Nuove ossessioni nella scrittura
Temi che ricorrono nelle nostre storie, temi che ci catturano

È già trascorso oltre un anno e mezzo da quando parlai delle ossessioni nella scrittura che avevo a quel tempo. Ma tutto cambia, anche se non radicalmente. Le nostre letture aumentano, la nostra scrittura si fa sempre diversa, alla ricerca di quella perfezione e quella soddisfazione che non arriveranno mai.

Ora mi accorgo che i temi ricorrenti nelle mie storie – quelle scritte di recente e quelle in progetto – differiscono da quelli del 2012. Ci sono altri bisogni, altre passioni.

Storie interconnesse

Sta diventando quasi una mania. Ho iniziato a sfruttare questa tecnica dopo aver letto il meraviglioso romanzo L’atlante delle nuvole di David Mitchell, più volte citato nel blog. E il primo racconto in cui l’ho provata è stato Il Sanatorio delle Coincidenze Esagerate.

A quello è poi seguito Cacciatori di nuvole. E in un altro racconto, molto più complesso come struttura, sto usando questa tecnica. Sono io a chiamarla tecnica, in realtà si tratta di racconti elastici, come li definisce Max Giovagnoli nel suo libro Transmedia.

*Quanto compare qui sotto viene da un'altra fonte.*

//! Row and edge types exchanged with the Graph Store

use serde::{Deserialize, Serialize};

/// One permission statement fragment attached to a role definition.
///
/// A role definition may be assembled from several fragments; the engine
/// merges all fragments of an assignment with list union per category.
#[derive(Debug, Clone, Default, PartialEq, Eq, Serialize, Deserialize)]
pub struct PermissionFragment {
    /// Allowed management-plane action patterns
    #[serde(default)]
    pub actions: Vec<String>,

    /// Denied management-plane action patterns
    #[serde(default)]
    pub not_actions: Vec<String>,

    /// Allowed data-plane action patterns
    #[serde(default)]
    pub data_actions: Vec<String>,

    /// Denied data-plane action patterns
    #[serde(default)]
    pub not_data_actions: Vec<String>,
}

/// One (principal, assignment) row returned by the per-tenant read query.
#[derive(Debug, Clone, PartialEq, Eq, Serialize, Deserialize)]
pub struct AssignmentRow {
    /// Principal the assignment binds
    pub principal_id: String,

    /// Role assignment identifier
    pub assignment_id: String,

    /// Hierarchical scope the assignment applies at
    pub scope: String,

    /// Raw principal kind string as stored on the assignment
    pub principal_kind: String,

    /// Permission fragments of the assignment's role definition
    pub fragments: Vec<PermissionFragment>,
}

/// Write-time edge schema: `(source_label)-[rel_name]->(target_label)`.
#[derive(Debug, Clone, PartialEq, Eq, Hash)]
pub struct RelationshipSpec {
    /// Node label of the edge source (a principal label)
    pub source_label: String,

    /// Node label of the edge target (the definition's target label)
    pub target_label: String,

    /// Relationship name, e.g. `CAN_READ`
    pub rel_name: String,
}

impl RelationshipSpec {
    /// Create a new edge schema
    pub fn new(
        source_label: impl Into<String>,
        target_label: impl Into<String>,
        rel_name: impl Into<String>,
    ) -> Self {
        Self {
            source_label: source_label.into(),
            target_label: target_label.into(),
            rel_name: rel_name.into(),
        }
    }
}

/// One edge instance to upsert under a [`RelationshipSpec`].
#[derive(Debug, Clone, PartialEq, Eq, Hash)]
pub struct RelationshipLink {
    /// Source node id (principal id)
    pub source_id: String,

    /// Target node id (resource id)
    pub target_id: String,
}

impl RelationshipLink {
    /// Create a new edge instance
    pub fn new(source_id: impl Into<String>, target_id: impl Into<String>) -> Self {
        Self {
            source_id: source_id.into(),
            target_id: target_id.into(),
        }
    }
}
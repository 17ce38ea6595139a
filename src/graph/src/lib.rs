//! # Nimbus Graph Store boundary
//!
//! Row and edge types plus the [`GraphStore`] trait the resolution engine
//! consumes. Concrete backends (a graph database client, typically) live
//! behind this trait; [`InMemoryGraphStore`] is the reference implementation
//! used by tests.

pub mod error;
pub mod memory;
pub mod store;
pub mod types;

pub use error::{GraphError, Result};
pub use memory::InMemoryGraphStore;
pub use store::GraphStore;
pub use types::{AssignmentRow, PermissionFragment, RelationshipLink, RelationshipSpec};
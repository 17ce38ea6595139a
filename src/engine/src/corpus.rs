//! Principal corpus loading
//!
//! One Graph Store read per tenant yields every (principal, assignment,
//! scope, permission fragments, kind) row. Scopes and all four permission
//! pattern lists are compiled here, once per assignment, so the cost is
//! amortized across every relationship definition evaluated in the run.

use crate::error::Result;
use crate::pattern::{CompiledPattern, PatternCache};
use crate::scope::resolve_scope;
use nimbus_graph::{GraphStore, PermissionFragment};
use std::collections::{HashMap, HashSet};
use tracing::{debug, warn};

/// The four compiled pattern lists of a role definition.
///
/// A fixed record: every category is present, possibly empty. Fragments
/// belonging to one assignment merge with set union per category before
/// compilation.
#[derive(Debug, Clone)]
pub struct PermissionSet {
    /// Allowed management-plane actions
    pub actions: Vec<CompiledPattern>,
    /// Denied management-plane actions
    pub not_actions: Vec<CompiledPattern>,
    /// Allowed data-plane actions
    pub data_actions: Vec<CompiledPattern>,
    /// Denied data-plane actions
    pub not_data_actions: Vec<CompiledPattern>,
}

impl PermissionSet {
    /// Merge fragments and compile every category through the cache.
    pub fn from_fragments(fragments: &[PermissionFragment], cache: &PatternCache) -> Self {
        Self {
            actions: compile_union(fragments.iter().map(|f| &f.actions), cache),
            not_actions: compile_union(fragments.iter().map(|f| &f.not_actions), cache),
            data_actions: compile_union(fragments.iter().map(|f| &f.data_actions), cache),
            not_data_actions: compile_union(fragments.iter().map(|f| &f.not_data_actions), cache),
        }
    }
}

/// One role assignment with its scope and permissions compiled.
#[derive(Debug, Clone)]
pub struct CompiledAssignment {
    /// Compiled canonical scope pattern
    pub scope: CompiledPattern,
    /// Compiled permission statement
    pub permissions: PermissionSet,
    /// Raw principal kind string from the assignment
    pub principal_kind: String,
}

/// Every principal's compiled assignments, keyed principal id → assignment id.
pub type PrincipalCorpus = HashMap<String, HashMap<String, CompiledAssignment>>;

/// Load and compile the full corpus for a tenant.
///
/// Read failures propagate; the orchestrator never evaluates against a
/// partial corpus. Assignments with an empty scope are skipped with a
/// warning instead of being compiled into something unmatchable.
pub async fn load_corpus(
    store: &dyn GraphStore,
    tenant_id: &str,
    cache: &PatternCache,
) -> Result<PrincipalCorpus> {
    let rows = store.assignment_rows(tenant_id).await?;
    debug!(tenant_id, rows = rows.len(), "loaded role assignment rows");

    let mut corpus: PrincipalCorpus = HashMap::new();
    for row in rows {
        if row.scope.is_empty() {
            warn!(
                assignment_id = %row.assignment_id,
                principal_id = %row.principal_id,
                "role assignment has an empty scope, skipping"
            );
            continue;
        }

        let scope = cache.compile(&resolve_scope(&row.scope));
        let permissions = PermissionSet::from_fragments(&row.fragments, cache);

        corpus.entry(row.principal_id).or_default().insert(
            row.assignment_id,
            CompiledAssignment {
                scope,
                permissions,
                principal_kind: row.principal_kind,
            },
        );
    }

    debug!(tenant_id, principals = corpus.len(), "compiled principal corpus");
    Ok(corpus)
}

/// Union the given lists in order, dropping duplicates, and compile each.
fn compile_union<'a>(
    lists: impl Iterator<Item = &'a Vec<String>>,
    cache: &PatternCache,
) -> Vec<CompiledPattern> {
    let mut seen = HashSet::new();
    let mut compiled = Vec::new();
    for list in lists {
        for item in list {
            if seen.insert(item.as_str()) {
                compiled.push(cache.compile(item));
            }
        }
    }
    compiled
}
//! Core engine types

use serde::{Deserialize, Serialize};
use std::fmt;

/// The closed set of identity principal kinds the engine writes edges for.
///
/// Raw kind strings from role assignments outside this set are rejected and
/// logged at materialization time, never silently coerced; adding a kind is
/// a compile-time-checked change.
#[derive(Debug, Clone, Copy, PartialEq, Eq, Hash, Serialize, Deserialize)]
pub enum PrincipalKind {
    /// A human user identity
    User,
    /// A group of identities
    Group,
    /// A workload identity
    ServicePrincipal,
}

impl PrincipalKind {
    /// Every kind, in the order cleanup iterates them
    pub const ALL: [PrincipalKind; 3] = [
        PrincipalKind::User,
        PrincipalKind::Group,
        PrincipalKind::ServicePrincipal,
    ];

    /// Map a raw kind string as stored on a role assignment
    pub fn from_raw(raw: &str) -> Option<Self> {
        match raw {
            "User" => Some(Self::User),
            "Group" => Some(Self::Group),
            "ServicePrincipal" => Some(Self::ServicePrincipal),
            _ => None,
        }
    }

    /// The principal node label used at edge write time
    pub fn node_label(&self) -> &'static str {
        match self {
            Self::User => "IdentityUser",
            Self::Group => "IdentityGroup",
            Self::ServicePrincipal => "IdentityServicePrincipal",
        }
    }
}

impl fmt::Display for PrincipalKind {
    fn fmt(&self, f: &mut fmt::Formatter<'_>) -> fmt::Result {
        let name = match self {
            Self::User => "User",
            Self::Group => "Group",
            Self::ServicePrincipal => "ServicePrincipal",
        };
        write!(f, "{}", name)
    }
}

/// A computed (principal, resource) authorization decision, prior to
/// persistence. The kind is carried raw; it is validated against
/// [`PrincipalKind`] when the grant is materialized.
#[derive(Debug, Clone, PartialEq, Eq)]
pub struct Grant {
    /// Principal the access was granted to
    pub principal_id: String,

    /// Resource the access was granted on
    pub resource_id: String,

    /// Raw principal kind string from the granting assignments
    pub principal_kind: String,
}
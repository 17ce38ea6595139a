//! The authorization decision procedure
//!
//! Pure functions over the immutable compiled corpus; safe to fan out across
//! (resource, principal) pairs without synchronization.
//!
//! Deny here is assignment-scoped: a role definition's not-actions and
//! not-data-actions veto only grants from the same assignment, never grants
//! a principal holds through other assignments. This mirrors the source
//! platform's evaluation semantics and is pinned by tests.

use crate::corpus::{CompiledAssignment, PrincipalCorpus};
use crate::pattern::CompiledPattern;
use crate::types::Grant;
use std::collections::HashMap;
use tracing::trace;

/// True if any pattern in the list fully matches the candidate.
fn any_match(patterns: &[CompiledPattern], candidate: &str) -> bool {
    patterns.iter().any(|pattern| pattern.matches(candidate))
}

/// Can this single assignment grant any of the required permissions on the
/// resource?
///
/// The assignment's scope must fully match the resource id. Each required
/// permission is then tried in turn: a deny-action match blocks the action
/// path, otherwise an allow-action match grants; the data-action pair is
/// symmetric. Any one permission being grantable is sufficient.
pub fn assignment_grants(
    assignment: &CompiledAssignment,
    resource_id: &str,
    permissions: &[String],
) -> bool {
    if !assignment.scope.matches(resource_id) {
        return false;
    }

    for permission in permissions {
        let set = &assignment.permissions;

        if !any_match(&set.not_actions, permission) && any_match(&set.actions, permission) {
            return true;
        }

        if !any_match(&set.not_data_actions, permission)
            && any_match(&set.data_actions, permission)
        {
            return true;
        }
    }

    false
}

/// Is the principal allowed any of the required permissions on the resource?
///
/// Disjunction across the principal's assignments: any one assignment
/// granting access is sufficient. Order does not affect the result.
pub fn principal_allowed(
    assignments: &HashMap<String, CompiledAssignment>,
    resource_id: &str,
    permissions: &[String],
) -> bool {
    assignments
        .values()
        .any(|assignment| assignment_grants(assignment, resource_id, permissions))
}

/// Evaluate the full resources × principals cross product.
pub fn calculate_grants(
    corpus: &PrincipalCorpus,
    resource_ids: &[String],
    permissions: &[String],
) -> Vec<Grant> {
    let mut grants = Vec::new();

    for resource_id in resource_ids {
        for (principal_id, assignments) in corpus {
            if principal_allowed(assignments, resource_id, permissions) {
                // Kind is uniform across a principal's assignments
                let principal_kind = assignments
                    .values()
                    .next()
                    .map(|assignment| assignment.principal_kind.clone())
                    .unwrap_or_default();

                trace!(%principal_id, %resource_id, "access granted");
                grants.push(Grant {
                    principal_id: principal_id.clone(),
                    resource_id: resource_id.clone(),
                    principal_kind,
                });
            }
        }
    }

    grants
}

#[cfg(test)]
mod tests {
    use super::*;
    use crate::corpus::PermissionSet;
    use crate::pattern::PatternCache;
    use crate::scope::resolve_scope;
    use nimbus_graph::PermissionFragment;

    const RESOURCE: &str = "/subscriptions/sub1/resourceGroups/rg1/providers/Sql/servers/s1";

    fn assignment(
        scope: &str,
        actions: &[&str],
        not_actions: &[&str],
        data_actions: &[&str],
        not_data_actions: &[&str],
    ) -> CompiledAssignment {
        let cache = PatternCache::new();
        let fragment = PermissionFragment {
            actions: actions.iter().map(|s| s.to_string()).collect(),
            not_actions: not_actions.iter().map(|s| s.to_string()).collect(),
            data_actions: data_actions.iter().map(|s| s.to_string()).collect(),
            not_data_actions: not_data_actions.iter().map(|s| s.to_string()).collect(),
        };
        CompiledAssignment {
            scope: cache.compile(&resolve_scope(scope)),
            permissions: PermissionSet::from_fragments(&[fragment], &cache),
            principal_kind: "User".to_string(),
        }
    }

    fn perms(items: &[&str]) -> Vec<String> {
        items.iter().map(|s| s.to_string()).collect()
    }

    #[test]
    fn test_scope_gates_the_assignment() {
        let a = assignment("/subscriptions/sub2", &["*"], &[], &[], &[]);
        assert!(!assignment_grants(&a, RESOURCE, &perms(&["Sql/servers/read"])));

        let a = assignment("/subscriptions/sub1", &["*"], &[], &[], &[]);
        assert!(assignment_grants(&a, RESOURCE, &perms(&["Sql/servers/read"])));
    }

    #[test]
    fn test_deny_overrides_allow_within_one_assignment() {
        let a = assignment("/subscriptions/sub1", &["iam:*"], &["iam:Create*"], &[], &[]);
        assert!(!assignment_grants(&a, RESOURCE, &perms(&["iam:CreateRole"])));
        assert!(assignment_grants(&a, RESOURCE, &perms(&["iam:DeleteRole"])));
    }

    #[test]
    fn test_data_action_path_is_symmetric() {
        let a = assignment(
            "/subscriptions/sub1",
            &[],
            &[],
            &["Storage/blobs/*"],
            &["Storage/blobs/delete"],
        );
        assert!(assignment_grants(&a, RESOURCE, &perms(&["Storage/blobs/read"])));
        assert!(!assignment_grants(&a, RESOURCE, &perms(&["Storage/blobs/delete"])));
    }

    #[test]
    fn test_deny_on_action_path_leaves_data_path_open() {
        // not_actions only veto the action path; a data-action allow for the
        // same permission string still grants.
        let a = assignment(
            "/subscriptions/sub1",
            &["Storage/blobs/read"],
            &["Storage/blobs/read"],
            &["Storage/blobs/read"],
            &[],
        );
        assert!(assignment_grants(&a, RESOURCE, &perms(&["Storage/blobs/read"])));
    }

    #[test]
    fn test_any_required_permission_suffices() {
        let a = assignment("/subscriptions/sub1", &["Sql/servers/read"], &[], &[], &[]);
        assert!(assignment_grants(
            &a,
            RESOURCE,
            &perms(&["Sql/servers/delete", "Sql/servers/read"])
        ));
        assert!(!assignment_grants(&a, RESOURCE, &perms(&["Sql/servers/delete"])));
    }

    #[test]
    fn test_grant_disjunction_across_assignments() {
        let mut assignments = HashMap::new();
        assignments.insert(
            "a1".to_string(),
            assignment("/subscriptions/sub1", &["Compute/vm/start"], &[], &[], &[]),
        );
        assignments.insert(
            "a2".to_string(),
            assignment("/subscriptions/sub1", &["Sql/servers/read"], &[], &[], &[]),
        );

        assert!(principal_allowed(
            &assignments,
            RESOURCE,
            &perms(&["Sql/servers/read"])
        ));
    }

    #[test]
    fn test_deny_is_scoped_to_its_own_assignment() {
        // One assignment denies the permission it would otherwise allow; a
        // second assignment allows it without any deny. The principal is
        // granted: the first assignment's deny does not reach across.
        let mut assignments = HashMap::new();
        assignments.insert(
            "a1".to_string(),
            assignment(
                "/subscriptions/sub1",
                &["Sql/*"],
                &["Sql/servers/read"],
                &[],
                &[],
            ),
        );
        assignments.insert(
            "a2".to_string(),
            assignment("/subscriptions/sub1", &["Sql/servers/read"], &[], &[], &[]),
        );

        assert!(principal_allowed(
            &assignments,
            RESOURCE,
            &perms(&["Sql/servers/read"])
        ));
    }

    #[test]
    fn test_cross_product_and_kind_propagation() {
        let mut corpus: PrincipalCorpus = HashMap::new();
        let mut p1 = HashMap::new();
        p1.insert(
            "a1".to_string(),
            assignment("/subscriptions/sub1", &["Sql/servers/read"], &[], &[], &[]),
        );
        corpus.insert("p1".to_string(), p1);

        let mut p2 = HashMap::new();
        p2.insert(
            "a2".to_string(),
            assignment("/subscriptions/sub2", &["Sql/servers/read"], &[], &[], &[]),
        );
        corpus.insert("p2".to_string(), p2);

        let resources = vec![RESOURCE.to_string()];
        let grants = calculate_grants(&corpus, &resources, &perms(&["Sql/servers/read"]));

        assert_eq!(grants.len(), 1);
        assert_eq!(grants[0].principal_id, "p1");
        assert_eq!(grants[0].resource_id, RESOURCE);
        assert_eq!(grants[0].principal_kind, "User");
    }

    #[test]
    fn test_empty_permission_lists_grant_nothing() {
        let a = assignment("/subscriptions/sub1", &[], &[], &[], &[]);
        assert!(!assignment_grants(&a, RESOURCE, &perms(&["Sql/servers/read"])));
    }
}
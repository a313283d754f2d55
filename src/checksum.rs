use sha2::{Digest, Sha256};
use std::fs;
use std::io::ErrorKind;
use std::path::Path;

use crate::error::{DeployError, Result};

pub const SUPPORTED_ALGORITHM: &str = "sha256";

/// Verify `path` against an `<algorithm>:<hex-digest>` descriptor.
///
/// An absent or blank descriptor is a no-op. Hex digits compare
/// case-insensitively.
pub fn verify_file(path: &Path, expected: Option<&str>) -> Result<()> {
    let Some(expected) = expected.map(str::trim).filter(|s| !s.is_empty()) else {
        return Ok(());
    };

    let (algorithm, digest) = expected.split_once(':').ok_or_else(|| {
        DeployError::UnsupportedAlgorithm(format!("{expected} (expected '<algorithm>:<hex>')"))
    })?;
    if !algorithm.trim().eq_ignore_ascii_case(SUPPORTED_ALGORITHM) {
        return Err(DeployError::UnsupportedAlgorithm(algorithm.trim().to_string()));
    }

    let actual = sha256_file(path)?;
    let digest = digest.trim();
    if !actual.eq_ignore_ascii_case(digest) {
        return Err(DeployError::ChecksumMismatch {
            path: path.to_path_buf(),
            expected: digest.to_string(),
            actual,
        });
    }
    Ok(())
}

/// Lowercase hex SHA-256 of the file's bytes.
pub fn sha256_file(path: &Path) -> Result<String> {
    let bytes = fs::read(path).map_err(|err| match err.kind() {
        ErrorKind::NotFound => DeployError::FileNotFound(path.to_path_buf()),
        _ => DeployError::Io(err),
    })?;
    Ok(sha256_hex(&bytes))
}

pub fn sha256_hex(bytes: &[u8]) -> String {
    let digest = Sha256::digest(bytes);
    digest.iter().map(|b| format!("{b:02x}")).collect()
}
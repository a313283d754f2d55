use std::path::{Path, PathBuf};

use crate::batch::{BatchOptions, FailurePolicy};
use crate::bounded_executor::{MAX_WORKERS, MIN_WORKERS};
use crate::error::{DeployError, Result};

/// Validated options for one CLI invocation.
#[derive(Debug, Clone, PartialEq, Eq)]
pub struct RunOptions {
    pub spec_path: PathBuf,
    pub log_file: Option<PathBuf>,
    pub parallelism: usize,
    pub dry_run: bool,
    /// Sequential mode only: keep deploying after a unit fails.
    pub keep_going: bool,
    pub debug: bool,
}

impl RunOptions {
    pub fn new(spec_path: impl Into<PathBuf>) -> Self {
        Self {
            spec_path: spec_path.into(),
            log_file: None,
            parallelism: 1,
            dry_run: false,
            keep_going: false,
            debug: false,
        }
    }

    pub fn validate(&self) -> Result<()> {
        if self.spec_path.as_os_str().is_empty() {
            return Err(DeployError::Config("spec path must not be empty".to_string()));
        }
        if !(MIN_WORKERS..=MAX_WORKERS).contains(&self.parallelism) {
            return Err(DeployError::Config(format!(
                "--parallelism must be between {MIN_WORKERS} and {MAX_WORKERS} (got {})",
                self.parallelism
            )));
        }
        Ok(())
    }

    /// Directory that relative template and parameter paths resolve against.
    pub fn spec_base_dir(&self) -> PathBuf {
        self.spec_path
            .parent()
            .filter(|p| !p.as_os_str().is_empty())
            .unwrap_or(Path::new("."))
            .to_path_buf()
    }

    pub fn batch_options(&self) -> BatchOptions {
        let failure_policy = if self.keep_going || self.parallelism > 1 {
            FailurePolicy::CollectAll
        } else {
            FailurePolicy::FailFast
        };
        BatchOptions {
            parallelism: self.parallelism,
            dry_run: self.dry_run,
            failure_policy,
        }
    }
}

#[cfg(test)]
mod tests {
    use super::*;

    #[test]
    fn defaults_are_sequential_fail_fast() {
        let opts = RunOptions::new("spec.json");
        opts.validate().unwrap();
        let batch = opts.batch_options();
        assert_eq!(batch.parallelism, 1);
        assert_eq!(batch.failure_policy, FailurePolicy::FailFast);
        assert_eq!(opts.spec_base_dir(), PathBuf::from("."));
    }

    #[test]
    fn parallelism_is_bounded() {
        for parallelism in [0, 65] {
            let opts = RunOptions {
                parallelism,
                ..RunOptions::new("spec.json")
            };
            let err = opts.validate().unwrap_err();
            assert!(err.to_string().contains("--parallelism"), "{err}");
        }
    }

    #[test]
    fn keep_going_and_parallel_collect_all() {
        let opts = RunOptions {
            keep_going: true,
            ..RunOptions::new("deploy/spec.json")
        };
        assert_eq!(opts.batch_options().failure_policy, FailurePolicy::CollectAll);
        assert_eq!(opts.spec_base_dir(), PathBuf::from("deploy"));

        let opts = RunOptions {
            parallelism: 4,
            ..RunOptions::new("spec.json")
        };
        assert_eq!(opts.batch_options().failure_policy, FailurePolicy::CollectAll);
    }

    #[test]
    fn empty_spec_path_is_rejected() {
        assert!(RunOptions::new("").validate().is_err());
    }
}
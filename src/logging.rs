//! Logging setup.
//!
//! Every formatted event passes through [`crate::redact::redact`] and is
//! appended to its sink as one complete line under a mutex, so lines from
//! concurrent workers never interleave.

use std::fs::OpenOptions;
use std::io::{self, Write};
use std::path::Path;
use std::sync::{Arc, Mutex};

use tracing_subscriber::fmt::MakeWriter;
use tracing_subscriber::layer::SubscriberExt;
use tracing_subscriber::util::SubscriberInitExt;
use tracing_subscriber::{fmt, EnvFilter};

use crate::error::{DeployError, Result};
use crate::redact;

/// Environment variable holding an `EnvFilter` directive, e.g. `stratus=debug`.
pub const LOG_ENV: &str = "STRATUS_LOG";

type Sink = Arc<Mutex<Box<dyn Write + Send>>>;

/// `MakeWriter` that redacts each event before appending it to the sink.
#[derive(Clone)]
pub struct RedactingWriter {
    sink: Sink,
}

impl RedactingWriter {
    pub fn new(sink: impl Write + Send + 'static) -> Self {
        Self {
            sink: Arc::new(Mutex::new(Box::new(sink))),
        }
    }

    pub fn stderr() -> Self {
        Self::new(io::stderr())
    }

    /// Append to `path`, creating it (and its parent directory) if needed.
    pub fn append_to_file(path: &Path) -> Result<Self> {
        if let Some(parent) = path.parent().filter(|p| !p.as_os_str().is_empty()) {
            std::fs::create_dir_all(parent)?;
        }
        let file = OpenOptions::new().create(true).append(true).open(path)?;
        Ok(Self::new(file))
    }
}

/// Buffers one event; the redacted line is written when the buffer drops.
pub struct EventBuffer {
    buf: Vec<u8>,
    sink: Sink,
}

impl Write for EventBuffer {
    fn write(&mut self, data: &[u8]) -> io::Result<usize> {
        self.buf.extend_from_slice(data);
        Ok(data.len())
    }

    fn flush(&mut self) -> io::Result<()> {
        Ok(())
    }
}

impl Drop for EventBuffer {
    fn drop(&mut self) {
        if self.buf.is_empty() {
            return;
        }
        let text = String::from_utf8_lossy(&self.buf);
        let line = redact::redact(&text);
        let mut sink = match self.sink.lock() {
            Ok(g) => g,
            Err(poisoned) => poisoned.into_inner(),
        };
        // Nowhere left to report a failed log write.
        let _ = sink.write_all(line.as_bytes());
        let _ = sink.flush();
    }
}

impl<'a> MakeWriter<'a> for RedactingWriter {
    type Writer = EventBuffer;

    fn make_writer(&'a self) -> Self::Writer {
        EventBuffer {
            buf: Vec::new(),
            sink: Arc::clone(&self.sink),
        }
    }
}

/// Install the global subscriber: stderr always, plus `log_file` if given.
///
/// `STRATUS_LOG` overrides the level chosen by `debug`.
pub fn init(debug: bool, log_file: Option<&Path>) -> Result<()> {
    let default_level = if debug { "debug" } else { "info" };
    let filter =
        EnvFilter::try_from_env(LOG_ENV).unwrap_or_else(|_| EnvFilter::new(default_level));

    // ANSI styling would split `key=value` pairs and defeat redaction.
    let stderr_layer = fmt::layer()
        .with_writer(RedactingWriter::stderr())
        .with_ansi(false)
        .with_target(false);

    let file_layer = match log_file {
        Some(path) => Some(
            fmt::layer()
                .with_writer(RedactingWriter::append_to_file(path)?)
                .with_ansi(false)
                .with_target(false)
                .with_thread_names(true),
        ),
        None => None,
    };

    tracing_subscriber::registry()
        .with(filter)
        .with(stderr_layer)
        .with(file_layer)
        .try_init()
        .map_err(|err| DeployError::Config(format!("failed to install logger: {err}")))
}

Semplicemente mi diverte e mi stimola scrivere storie collegate una all’altra. Non abuserò certo di questo metodo, anzi. Ho scritto due racconti e ne ho uno in preparazione, ma tanti altri hanno una struttura classica.

Mondi paralleli

Ne avevo parlato come uno dei modi per inventare storie. Come usare le realtà parallele è compito dello scrittore. Penso che siano un tema affascinante e che dà molte possibilità creative a un autore.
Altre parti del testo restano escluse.